#### The task
Find the word "CommandOutcome" in the listing below, then return every line it appears in.

========================================

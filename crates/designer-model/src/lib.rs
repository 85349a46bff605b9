//! Domain designer model.
//!
//! Holds an in-progress domain design and the rules around it:
//!
//! - [`PropertyType`]: the closed catalog of field storage kinds
//! - [`resolve_data_type`] / [`resolve_available_types`]: which type a field
//!   has and which types it may change into
//! - [`Field`] and [`Domain`]: immutable design state with editing operations
//! - [`ValidationException`]: client and server errors keyed to field rows,
//!   renumbered when fields move ([`compute_reindex_map`], [`apply_reindex`])
//!
//! Nothing here performs I/O; see the `designer-wire` crate for the JSON
//! shapes.

pub mod domain;
pub mod error;
pub mod exception;
pub mod field;
pub mod names;
pub mod property_type;
pub mod reindex;
pub mod resolve;
pub mod validator;

pub use domain::{
    Domain, DomainConfig, Index, MISSING_PROPERTIES_MESSAGE, NAME_WARNINGS_MESSAGE, Reordered,
    route_exception,
};
pub use error::{ModelError, Result};
pub use exception::{
    ErrorId, ExceptionPayload, FieldError, PayloadError, Severity, ValidationException,
    merge_warnings,
};
pub use field::{
    FIELD_NAME_WARNING, Field, FieldConfig, FieldErrors, LockState, Lookup, OriginalType,
    PhiLevel, SAMPLE_ID_FIELD_NAME,
};
pub use names::{CaseInsensitiveSet, names_match, normalize_name};
pub use property_type::{MAX_TEXT_LENGTH, PropertyType, UNLIMITED_TEXT_LENGTH};
pub use reindex::{ReindexMap, apply_reindex, compute_reindex_map, move_item, removal_map};
pub use resolve::{
    TypeOptions, acceptable_property_type, is_app_property_type, resolve_available_types,
    resolve_data_type,
};
pub use validator::{
    ConditionalFormat, FieldValidators, FormatFilter, PropertyValidator, ValidatorKind,
};
//! Domain designer CLI.

use std::io::{self, IsTerminal};

use clap::{ColorChoice, Parser};
use designer_cli::logging::{LogConfig, LogFormat, init_logging};
use designer_cli::settings::{self, DesignerSettings};
use tracing::level_filters::LevelFilter;

mod cli;
mod commands;
mod summary;

use crate::cli::{Cli, Command, LogFormatArg, LogLevelArg};
use crate::commands::{
    CommandOutcome, run_add_field, run_attribute, run_inspect, run_normalize, run_remove_field,
    run_reorder, run_set_type, run_types, run_validate,
};
use crate::summary::print_outcome;

fn main() {
    let cli = Cli::parse();
    cli.color.write_global();
    let log_config = log_config_from_cli(&cli);
    if let Err(error) = init_logging(&log_config) {
        eprintln!("error: failed to initialize logging: {error}");
        std::process::exit(1);
    }
    let settings = match DesignerSettings::load_or_default(cli.config.as_deref()) {
        Ok(settings) => settings,
        Err(error) => {
            eprintln!("error: {error:#}");
            std::process::exit(1);
        }
    };
    let result = run_command(&cli.command, &settings);
    let exit_code = match result {
        Ok(outcome) => match print_outcome(&outcome, &settings) {
            Ok(()) => {
                if outcome.has_errors() { 1 } else { 0 }
            }
            Err(error) => {
                eprintln!("error: {error:#}");
                1
            }
        },
        Err(error) => {
            eprintln!("error: {error:#}");
            1
        }
    };
    std::process::exit(exit_code);
}

fn run_command(command: &Command, settings: &DesignerSettings) -> anyhow::Result<CommandOutcome> {
    match command {
        Command::Inspect(args) => run_inspect(args, settings),
        Command::Validate(args) => run_validate(args, settings),
        Command::Types(args) => run_types(args, settings),
        Command::Reorder(args) => run_reorder(args, settings),
        Command::AddField(args) => run_add_field(args, settings),
        Command::RemoveField(args) => run_remove_field(args, settings),
        Command::SetType(args) => run_set_type(args, settings),
        Command::Attribute(args) => run_attribute(args, settings),
        Command::Normalize(args) => run_normalize(args, settings),
    }
}

/// Build logging configuration from CLI flags with consistent precedence.
fn log_config_from_cli(cli: &Cli) -> LogConfig {
    let mut config = LogConfig {
        level_filter: cli.verbosity.tracing_level_filter(),
        ..LogConfig::default()
    };
    config.use_env_filter = !(cli.verbosity.is_present() || cli.log_level.is_some());
    if let Some(level) = cli.log_level {
        config.level_filter = match level {
            LogLevelArg::Error => LevelFilter::ERROR,
            LogLevelArg::Warn => LevelFilter::WARN,
            LogLevelArg::Info => LevelFilter::INFO,
            LogLevelArg::Debug => LevelFilter::DEBUG,
            LogLevelArg::Trace => LevelFilter::TRACE,
        };
    }
    config.format = match cli.log_format {
        LogFormatArg::Pretty => LogFormat::Pretty,
        LogFormatArg::Compact => LogFormat::Compact,
        LogFormatArg::Json => LogFormat::Json,
    };
    config.log_file = cli.log_file.clone();
    config.with_ansi = match cli.color.color {
        ColorChoice::Always => true,
        ColorChoice::Never => false,
        ColorChoice::Auto => cli.log_file.is_none() && io::stderr().is_terminal(),
    };
    config
}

========================================

#### Written answer
    CommandOutcome, run_add_field, run_attribute, run_inspect, run_normalize, run_remove_field,
fn run_command(command: &Command, settings: &DesignerSettings) -> anyhow::Result<CommandOutcome> {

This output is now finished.